**Required work**. Only the lines below between the ones containing "filename src/background.rs" and "const SWEEP_BATCH: i64 = 50;", inclusive, are to be reproduced, each exactly as it stands.

───── Data ─────

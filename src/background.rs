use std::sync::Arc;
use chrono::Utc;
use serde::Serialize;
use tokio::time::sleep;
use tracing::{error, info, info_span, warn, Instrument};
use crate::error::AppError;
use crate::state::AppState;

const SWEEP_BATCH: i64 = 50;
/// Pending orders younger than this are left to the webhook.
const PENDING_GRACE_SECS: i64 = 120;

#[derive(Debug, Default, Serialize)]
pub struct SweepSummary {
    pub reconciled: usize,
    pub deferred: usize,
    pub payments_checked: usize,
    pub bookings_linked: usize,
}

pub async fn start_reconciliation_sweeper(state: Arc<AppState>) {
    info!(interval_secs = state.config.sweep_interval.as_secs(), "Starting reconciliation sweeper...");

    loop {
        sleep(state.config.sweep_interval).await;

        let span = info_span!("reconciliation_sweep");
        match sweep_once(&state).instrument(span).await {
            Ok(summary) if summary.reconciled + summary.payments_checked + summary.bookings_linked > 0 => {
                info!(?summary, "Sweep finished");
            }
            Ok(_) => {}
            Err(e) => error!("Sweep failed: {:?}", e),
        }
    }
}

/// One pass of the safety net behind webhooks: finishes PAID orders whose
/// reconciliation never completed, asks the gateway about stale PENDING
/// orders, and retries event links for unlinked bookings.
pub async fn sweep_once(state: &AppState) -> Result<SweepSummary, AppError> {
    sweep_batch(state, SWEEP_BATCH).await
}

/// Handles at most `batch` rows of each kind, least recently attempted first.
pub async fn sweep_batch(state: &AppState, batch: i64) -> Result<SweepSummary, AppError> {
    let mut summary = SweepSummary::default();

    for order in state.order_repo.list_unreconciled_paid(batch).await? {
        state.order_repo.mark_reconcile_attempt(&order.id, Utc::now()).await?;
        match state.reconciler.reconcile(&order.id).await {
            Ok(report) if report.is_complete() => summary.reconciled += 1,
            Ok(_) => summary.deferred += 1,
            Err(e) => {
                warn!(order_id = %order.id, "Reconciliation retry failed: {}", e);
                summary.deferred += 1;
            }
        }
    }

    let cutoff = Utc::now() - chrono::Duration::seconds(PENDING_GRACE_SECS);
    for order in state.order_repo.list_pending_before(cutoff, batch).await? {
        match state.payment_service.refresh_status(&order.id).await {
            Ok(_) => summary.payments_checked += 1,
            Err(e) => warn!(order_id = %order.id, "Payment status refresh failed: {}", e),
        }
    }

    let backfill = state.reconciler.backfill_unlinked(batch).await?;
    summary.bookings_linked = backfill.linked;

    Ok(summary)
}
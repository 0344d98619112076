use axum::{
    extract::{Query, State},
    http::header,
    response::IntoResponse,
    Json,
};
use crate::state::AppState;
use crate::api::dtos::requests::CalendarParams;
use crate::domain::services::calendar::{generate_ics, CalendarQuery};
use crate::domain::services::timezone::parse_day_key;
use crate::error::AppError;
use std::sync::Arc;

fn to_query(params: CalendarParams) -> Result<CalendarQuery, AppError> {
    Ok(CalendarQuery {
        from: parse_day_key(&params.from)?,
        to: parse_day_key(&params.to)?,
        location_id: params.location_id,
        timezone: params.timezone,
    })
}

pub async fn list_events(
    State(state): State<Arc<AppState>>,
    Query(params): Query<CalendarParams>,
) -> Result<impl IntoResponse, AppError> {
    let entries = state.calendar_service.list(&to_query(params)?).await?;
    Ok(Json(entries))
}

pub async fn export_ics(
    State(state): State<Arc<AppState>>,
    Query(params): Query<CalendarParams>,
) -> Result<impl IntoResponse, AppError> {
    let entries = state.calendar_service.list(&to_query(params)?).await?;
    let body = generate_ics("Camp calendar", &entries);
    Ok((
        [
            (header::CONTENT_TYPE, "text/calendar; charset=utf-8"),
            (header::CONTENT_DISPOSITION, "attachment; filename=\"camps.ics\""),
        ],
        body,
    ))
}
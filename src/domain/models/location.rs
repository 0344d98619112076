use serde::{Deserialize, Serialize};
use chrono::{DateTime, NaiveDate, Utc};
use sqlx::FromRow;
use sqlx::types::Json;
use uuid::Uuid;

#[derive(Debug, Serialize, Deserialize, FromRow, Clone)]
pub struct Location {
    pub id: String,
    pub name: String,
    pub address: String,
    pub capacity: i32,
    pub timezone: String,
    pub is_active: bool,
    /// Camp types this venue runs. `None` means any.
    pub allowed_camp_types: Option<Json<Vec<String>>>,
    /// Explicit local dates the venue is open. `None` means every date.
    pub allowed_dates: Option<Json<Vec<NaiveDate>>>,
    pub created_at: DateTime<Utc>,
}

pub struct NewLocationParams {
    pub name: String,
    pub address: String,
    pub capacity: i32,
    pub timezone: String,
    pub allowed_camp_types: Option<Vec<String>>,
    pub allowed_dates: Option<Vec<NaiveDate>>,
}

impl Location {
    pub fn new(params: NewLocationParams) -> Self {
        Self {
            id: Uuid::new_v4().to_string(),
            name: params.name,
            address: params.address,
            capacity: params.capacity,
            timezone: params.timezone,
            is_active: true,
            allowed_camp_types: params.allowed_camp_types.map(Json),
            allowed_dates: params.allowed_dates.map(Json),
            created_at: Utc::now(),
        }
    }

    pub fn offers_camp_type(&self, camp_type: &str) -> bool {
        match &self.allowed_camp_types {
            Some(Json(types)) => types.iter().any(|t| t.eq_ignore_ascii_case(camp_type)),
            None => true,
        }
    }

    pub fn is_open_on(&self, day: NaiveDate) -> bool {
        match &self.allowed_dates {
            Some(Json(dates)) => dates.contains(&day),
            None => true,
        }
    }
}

─────
───── Data ─────

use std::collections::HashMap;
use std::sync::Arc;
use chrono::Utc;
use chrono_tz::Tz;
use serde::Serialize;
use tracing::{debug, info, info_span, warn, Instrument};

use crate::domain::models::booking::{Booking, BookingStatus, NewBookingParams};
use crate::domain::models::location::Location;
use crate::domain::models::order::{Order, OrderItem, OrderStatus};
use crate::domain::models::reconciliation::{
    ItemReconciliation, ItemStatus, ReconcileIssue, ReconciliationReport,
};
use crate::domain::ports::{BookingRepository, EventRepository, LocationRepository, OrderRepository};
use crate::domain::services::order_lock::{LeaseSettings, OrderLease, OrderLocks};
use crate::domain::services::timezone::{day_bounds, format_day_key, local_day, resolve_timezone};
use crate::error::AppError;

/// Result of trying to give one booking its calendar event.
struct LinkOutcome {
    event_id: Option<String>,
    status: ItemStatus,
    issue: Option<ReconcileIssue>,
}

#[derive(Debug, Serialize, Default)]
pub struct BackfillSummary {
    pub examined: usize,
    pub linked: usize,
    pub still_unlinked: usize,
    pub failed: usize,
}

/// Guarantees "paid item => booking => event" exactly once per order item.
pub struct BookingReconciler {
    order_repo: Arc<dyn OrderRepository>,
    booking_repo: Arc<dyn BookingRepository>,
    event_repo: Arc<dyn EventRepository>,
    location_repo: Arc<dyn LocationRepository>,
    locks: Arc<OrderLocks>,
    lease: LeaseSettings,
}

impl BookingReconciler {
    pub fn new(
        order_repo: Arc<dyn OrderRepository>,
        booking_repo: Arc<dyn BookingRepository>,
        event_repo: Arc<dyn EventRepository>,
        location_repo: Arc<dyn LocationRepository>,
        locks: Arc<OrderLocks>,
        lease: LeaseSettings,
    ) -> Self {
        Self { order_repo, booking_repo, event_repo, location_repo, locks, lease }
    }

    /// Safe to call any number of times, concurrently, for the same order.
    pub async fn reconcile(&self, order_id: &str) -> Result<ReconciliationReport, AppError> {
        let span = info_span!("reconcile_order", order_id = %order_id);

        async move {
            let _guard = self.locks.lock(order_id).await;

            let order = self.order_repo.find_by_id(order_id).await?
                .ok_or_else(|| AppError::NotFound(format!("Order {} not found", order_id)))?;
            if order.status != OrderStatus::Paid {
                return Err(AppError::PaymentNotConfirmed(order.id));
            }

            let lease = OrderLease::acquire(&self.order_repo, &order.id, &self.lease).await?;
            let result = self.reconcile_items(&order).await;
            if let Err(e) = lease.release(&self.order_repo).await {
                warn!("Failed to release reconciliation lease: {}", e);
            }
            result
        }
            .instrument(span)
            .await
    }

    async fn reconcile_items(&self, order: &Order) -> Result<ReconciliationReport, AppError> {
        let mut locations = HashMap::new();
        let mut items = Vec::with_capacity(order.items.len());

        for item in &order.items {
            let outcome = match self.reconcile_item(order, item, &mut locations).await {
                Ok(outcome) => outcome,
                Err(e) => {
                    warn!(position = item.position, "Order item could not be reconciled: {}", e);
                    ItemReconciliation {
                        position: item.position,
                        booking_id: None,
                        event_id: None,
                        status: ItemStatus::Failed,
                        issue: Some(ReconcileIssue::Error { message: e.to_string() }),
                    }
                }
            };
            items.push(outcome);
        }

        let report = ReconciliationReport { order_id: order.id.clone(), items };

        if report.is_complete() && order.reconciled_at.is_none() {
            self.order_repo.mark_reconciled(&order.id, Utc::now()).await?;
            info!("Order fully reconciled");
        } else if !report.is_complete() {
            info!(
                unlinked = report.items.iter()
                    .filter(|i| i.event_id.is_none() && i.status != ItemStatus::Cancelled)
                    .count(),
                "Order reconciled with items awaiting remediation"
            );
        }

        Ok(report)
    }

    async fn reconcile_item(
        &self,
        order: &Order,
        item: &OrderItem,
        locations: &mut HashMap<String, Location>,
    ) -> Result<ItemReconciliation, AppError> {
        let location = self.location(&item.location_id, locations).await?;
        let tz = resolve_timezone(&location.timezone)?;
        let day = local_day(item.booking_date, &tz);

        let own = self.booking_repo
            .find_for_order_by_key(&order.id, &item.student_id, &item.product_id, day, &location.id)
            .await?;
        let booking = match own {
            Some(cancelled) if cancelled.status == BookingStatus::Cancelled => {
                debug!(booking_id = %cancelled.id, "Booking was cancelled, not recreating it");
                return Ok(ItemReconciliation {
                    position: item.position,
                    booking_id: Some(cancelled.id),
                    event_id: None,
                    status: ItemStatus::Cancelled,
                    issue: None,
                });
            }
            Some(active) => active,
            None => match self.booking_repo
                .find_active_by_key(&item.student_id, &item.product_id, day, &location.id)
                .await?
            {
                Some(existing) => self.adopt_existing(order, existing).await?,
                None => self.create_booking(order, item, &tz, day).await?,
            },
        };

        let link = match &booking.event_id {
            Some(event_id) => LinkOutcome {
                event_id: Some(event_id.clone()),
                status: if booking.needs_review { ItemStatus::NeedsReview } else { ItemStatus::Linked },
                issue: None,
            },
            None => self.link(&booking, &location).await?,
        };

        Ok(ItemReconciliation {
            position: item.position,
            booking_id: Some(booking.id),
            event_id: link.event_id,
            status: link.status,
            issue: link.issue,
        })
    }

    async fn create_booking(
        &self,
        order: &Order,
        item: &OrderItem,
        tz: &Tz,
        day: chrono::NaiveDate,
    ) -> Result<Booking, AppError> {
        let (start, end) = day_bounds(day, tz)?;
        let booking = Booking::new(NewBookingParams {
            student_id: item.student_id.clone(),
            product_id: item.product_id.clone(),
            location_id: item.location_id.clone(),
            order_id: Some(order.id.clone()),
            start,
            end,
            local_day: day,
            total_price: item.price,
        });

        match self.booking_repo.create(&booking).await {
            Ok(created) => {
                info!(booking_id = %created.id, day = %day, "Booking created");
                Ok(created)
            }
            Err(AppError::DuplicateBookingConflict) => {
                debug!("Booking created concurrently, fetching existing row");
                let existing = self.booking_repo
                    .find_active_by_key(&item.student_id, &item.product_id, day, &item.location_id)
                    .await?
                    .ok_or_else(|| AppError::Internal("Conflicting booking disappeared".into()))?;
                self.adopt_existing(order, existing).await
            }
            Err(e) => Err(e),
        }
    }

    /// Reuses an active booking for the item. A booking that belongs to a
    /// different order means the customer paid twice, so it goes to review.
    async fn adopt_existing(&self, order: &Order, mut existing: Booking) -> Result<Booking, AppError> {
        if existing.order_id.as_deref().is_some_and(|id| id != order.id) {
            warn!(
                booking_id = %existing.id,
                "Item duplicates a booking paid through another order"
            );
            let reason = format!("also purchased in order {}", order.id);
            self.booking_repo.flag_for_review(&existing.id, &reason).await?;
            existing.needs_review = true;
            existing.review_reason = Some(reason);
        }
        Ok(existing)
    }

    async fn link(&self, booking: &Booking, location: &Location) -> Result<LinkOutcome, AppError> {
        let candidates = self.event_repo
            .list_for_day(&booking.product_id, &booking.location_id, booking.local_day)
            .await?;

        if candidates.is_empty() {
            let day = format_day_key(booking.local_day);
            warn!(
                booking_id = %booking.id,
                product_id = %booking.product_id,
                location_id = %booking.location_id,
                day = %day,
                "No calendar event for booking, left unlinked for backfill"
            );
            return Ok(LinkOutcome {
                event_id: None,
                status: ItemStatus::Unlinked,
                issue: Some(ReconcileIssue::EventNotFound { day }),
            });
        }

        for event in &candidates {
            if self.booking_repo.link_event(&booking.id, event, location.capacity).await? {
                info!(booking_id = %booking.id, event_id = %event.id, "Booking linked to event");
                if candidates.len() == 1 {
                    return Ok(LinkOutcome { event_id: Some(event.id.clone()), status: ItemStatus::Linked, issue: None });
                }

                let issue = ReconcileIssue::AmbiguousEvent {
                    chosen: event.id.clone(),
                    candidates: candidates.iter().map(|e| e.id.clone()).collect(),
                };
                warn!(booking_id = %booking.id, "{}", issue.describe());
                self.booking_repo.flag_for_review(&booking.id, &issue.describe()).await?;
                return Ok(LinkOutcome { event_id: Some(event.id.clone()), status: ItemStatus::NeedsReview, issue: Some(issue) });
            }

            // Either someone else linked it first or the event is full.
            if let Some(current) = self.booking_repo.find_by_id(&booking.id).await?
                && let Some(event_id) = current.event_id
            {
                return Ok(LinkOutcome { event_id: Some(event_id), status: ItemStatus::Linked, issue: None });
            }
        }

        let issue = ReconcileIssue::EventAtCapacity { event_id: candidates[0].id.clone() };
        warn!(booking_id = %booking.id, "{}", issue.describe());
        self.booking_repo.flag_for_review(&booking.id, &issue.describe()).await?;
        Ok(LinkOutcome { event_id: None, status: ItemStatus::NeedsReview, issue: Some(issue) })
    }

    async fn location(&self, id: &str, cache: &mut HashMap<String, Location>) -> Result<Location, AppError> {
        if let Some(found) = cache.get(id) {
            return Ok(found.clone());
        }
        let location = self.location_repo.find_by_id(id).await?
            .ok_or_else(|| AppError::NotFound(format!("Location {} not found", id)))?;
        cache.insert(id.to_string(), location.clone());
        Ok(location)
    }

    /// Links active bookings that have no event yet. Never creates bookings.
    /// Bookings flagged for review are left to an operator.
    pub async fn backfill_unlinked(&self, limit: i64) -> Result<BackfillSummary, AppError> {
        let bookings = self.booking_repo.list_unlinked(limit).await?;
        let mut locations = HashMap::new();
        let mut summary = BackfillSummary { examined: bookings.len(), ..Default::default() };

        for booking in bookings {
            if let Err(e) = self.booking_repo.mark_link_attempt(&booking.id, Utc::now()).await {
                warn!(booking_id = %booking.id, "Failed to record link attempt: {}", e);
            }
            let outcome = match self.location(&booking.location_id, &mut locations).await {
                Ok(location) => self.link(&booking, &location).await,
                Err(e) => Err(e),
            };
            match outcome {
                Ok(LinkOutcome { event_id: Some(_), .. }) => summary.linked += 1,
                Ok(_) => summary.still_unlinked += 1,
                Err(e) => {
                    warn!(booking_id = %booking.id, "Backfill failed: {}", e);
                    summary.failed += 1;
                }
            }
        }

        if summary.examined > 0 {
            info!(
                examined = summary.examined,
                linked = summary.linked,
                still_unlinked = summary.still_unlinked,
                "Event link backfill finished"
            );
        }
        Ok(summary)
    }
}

─────

**Output**.
filename src/background.rs
use std::sync::Arc;
use chrono::Utc;
use serde::Serialize;
use tokio::time::sleep;
use tracing::{error, info, info_span, warn, Instrument};
use crate::error::AppError;
use crate::state::AppState;

const SWEEP_BATCH: i64 = 50;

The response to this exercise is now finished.